_REQUIREMENT_
Below are entries; copy exactly the lines from the one with "data file failed" through the one with "fn from(e: DataError)", both included, and leave out the rest.

[Stored items]
=====

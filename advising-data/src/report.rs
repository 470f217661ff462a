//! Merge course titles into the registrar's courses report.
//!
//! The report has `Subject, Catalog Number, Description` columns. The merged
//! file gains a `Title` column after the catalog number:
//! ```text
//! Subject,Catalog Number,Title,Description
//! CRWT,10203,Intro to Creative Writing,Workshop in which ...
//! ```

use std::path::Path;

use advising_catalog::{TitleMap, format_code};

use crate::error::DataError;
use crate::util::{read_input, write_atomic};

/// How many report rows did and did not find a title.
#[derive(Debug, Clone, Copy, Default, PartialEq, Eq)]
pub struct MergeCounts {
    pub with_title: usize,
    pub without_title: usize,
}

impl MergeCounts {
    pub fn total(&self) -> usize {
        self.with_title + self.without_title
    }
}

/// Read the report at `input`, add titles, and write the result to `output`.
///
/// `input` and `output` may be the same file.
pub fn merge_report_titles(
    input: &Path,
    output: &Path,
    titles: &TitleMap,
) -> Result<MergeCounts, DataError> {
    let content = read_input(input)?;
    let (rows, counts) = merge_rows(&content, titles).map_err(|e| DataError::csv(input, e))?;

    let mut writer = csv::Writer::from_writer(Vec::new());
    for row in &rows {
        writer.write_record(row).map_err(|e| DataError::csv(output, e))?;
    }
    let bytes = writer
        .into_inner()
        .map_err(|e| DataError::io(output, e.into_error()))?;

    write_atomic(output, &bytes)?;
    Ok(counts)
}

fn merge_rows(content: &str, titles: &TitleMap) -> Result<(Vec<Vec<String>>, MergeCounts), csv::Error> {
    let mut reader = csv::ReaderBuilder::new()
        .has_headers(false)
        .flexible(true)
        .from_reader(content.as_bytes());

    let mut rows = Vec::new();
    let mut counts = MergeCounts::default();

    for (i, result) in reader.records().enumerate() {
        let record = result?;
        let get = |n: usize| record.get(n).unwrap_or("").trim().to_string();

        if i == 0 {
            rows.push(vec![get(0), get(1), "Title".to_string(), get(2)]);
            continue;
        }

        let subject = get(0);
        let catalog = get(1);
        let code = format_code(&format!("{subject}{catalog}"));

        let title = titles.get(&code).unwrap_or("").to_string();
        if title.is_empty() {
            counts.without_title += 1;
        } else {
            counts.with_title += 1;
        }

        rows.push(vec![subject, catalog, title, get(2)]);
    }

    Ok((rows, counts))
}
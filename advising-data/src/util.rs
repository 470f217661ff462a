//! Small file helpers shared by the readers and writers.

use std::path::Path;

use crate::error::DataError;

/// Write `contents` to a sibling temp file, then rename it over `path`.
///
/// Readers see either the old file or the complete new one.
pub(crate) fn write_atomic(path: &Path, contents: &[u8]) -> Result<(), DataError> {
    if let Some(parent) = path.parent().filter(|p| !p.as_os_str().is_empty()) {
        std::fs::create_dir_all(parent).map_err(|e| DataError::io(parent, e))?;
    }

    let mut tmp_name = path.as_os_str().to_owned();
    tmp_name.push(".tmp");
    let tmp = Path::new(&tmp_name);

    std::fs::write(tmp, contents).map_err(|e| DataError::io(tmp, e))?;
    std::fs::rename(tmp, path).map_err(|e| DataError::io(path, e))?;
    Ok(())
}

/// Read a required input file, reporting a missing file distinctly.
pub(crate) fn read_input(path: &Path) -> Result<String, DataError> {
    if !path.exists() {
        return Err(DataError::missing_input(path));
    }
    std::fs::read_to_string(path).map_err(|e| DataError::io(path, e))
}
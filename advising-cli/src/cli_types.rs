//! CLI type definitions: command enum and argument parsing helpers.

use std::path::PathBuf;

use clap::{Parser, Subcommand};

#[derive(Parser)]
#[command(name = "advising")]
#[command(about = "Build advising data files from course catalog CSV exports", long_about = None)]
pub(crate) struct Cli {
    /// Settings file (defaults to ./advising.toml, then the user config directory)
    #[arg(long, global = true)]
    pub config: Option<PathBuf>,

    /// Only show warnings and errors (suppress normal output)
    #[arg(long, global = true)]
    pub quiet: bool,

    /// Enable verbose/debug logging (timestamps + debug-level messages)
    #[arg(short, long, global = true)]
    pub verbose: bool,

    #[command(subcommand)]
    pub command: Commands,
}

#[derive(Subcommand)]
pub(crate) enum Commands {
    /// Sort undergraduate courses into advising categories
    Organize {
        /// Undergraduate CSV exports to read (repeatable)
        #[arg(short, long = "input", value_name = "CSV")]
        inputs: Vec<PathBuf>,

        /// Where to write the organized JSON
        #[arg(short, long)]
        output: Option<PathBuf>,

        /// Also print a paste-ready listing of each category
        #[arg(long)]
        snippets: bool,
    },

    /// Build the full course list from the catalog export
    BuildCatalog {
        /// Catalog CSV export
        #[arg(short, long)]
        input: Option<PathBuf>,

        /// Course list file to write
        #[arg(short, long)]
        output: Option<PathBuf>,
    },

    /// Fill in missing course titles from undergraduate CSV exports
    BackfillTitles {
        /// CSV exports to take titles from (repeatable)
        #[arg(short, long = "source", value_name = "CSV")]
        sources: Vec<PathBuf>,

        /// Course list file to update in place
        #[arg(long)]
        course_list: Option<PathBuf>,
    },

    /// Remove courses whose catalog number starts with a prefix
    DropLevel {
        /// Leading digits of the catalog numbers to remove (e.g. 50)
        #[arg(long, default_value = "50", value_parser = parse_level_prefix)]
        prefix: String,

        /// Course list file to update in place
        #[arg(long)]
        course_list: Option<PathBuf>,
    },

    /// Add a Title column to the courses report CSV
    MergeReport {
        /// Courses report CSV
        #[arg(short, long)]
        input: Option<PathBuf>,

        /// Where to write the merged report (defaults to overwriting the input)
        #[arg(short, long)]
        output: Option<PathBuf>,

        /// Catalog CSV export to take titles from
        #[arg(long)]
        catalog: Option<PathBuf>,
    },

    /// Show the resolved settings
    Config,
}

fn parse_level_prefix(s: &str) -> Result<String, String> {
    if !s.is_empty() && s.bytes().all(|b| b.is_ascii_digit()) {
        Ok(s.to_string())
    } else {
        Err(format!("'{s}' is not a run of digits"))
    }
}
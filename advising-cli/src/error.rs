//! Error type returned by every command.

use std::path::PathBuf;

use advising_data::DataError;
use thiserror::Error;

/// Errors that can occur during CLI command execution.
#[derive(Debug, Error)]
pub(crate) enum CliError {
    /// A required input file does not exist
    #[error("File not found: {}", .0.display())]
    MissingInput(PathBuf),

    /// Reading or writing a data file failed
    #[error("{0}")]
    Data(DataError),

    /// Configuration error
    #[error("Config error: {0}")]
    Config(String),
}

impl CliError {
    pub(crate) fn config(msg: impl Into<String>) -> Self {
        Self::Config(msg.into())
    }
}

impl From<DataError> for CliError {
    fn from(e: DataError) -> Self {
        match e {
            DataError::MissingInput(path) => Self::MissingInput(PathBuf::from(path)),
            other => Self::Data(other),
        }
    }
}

=====

_EXPECTED ANSWER_
    /// Reading or writing a data file failed
    #[error("{0}")]
    Data(DataError),

    /// Configuration error
    #[error("Config error: {0}")]
    Config(String),
}

impl CliError {
    pub(crate) fn config(msg: impl Into<String>) -> Self {
        Self::Config(msg.into())
    }
}

impl From<DataError> for CliError {
    fn from(e: DataError) -> Self {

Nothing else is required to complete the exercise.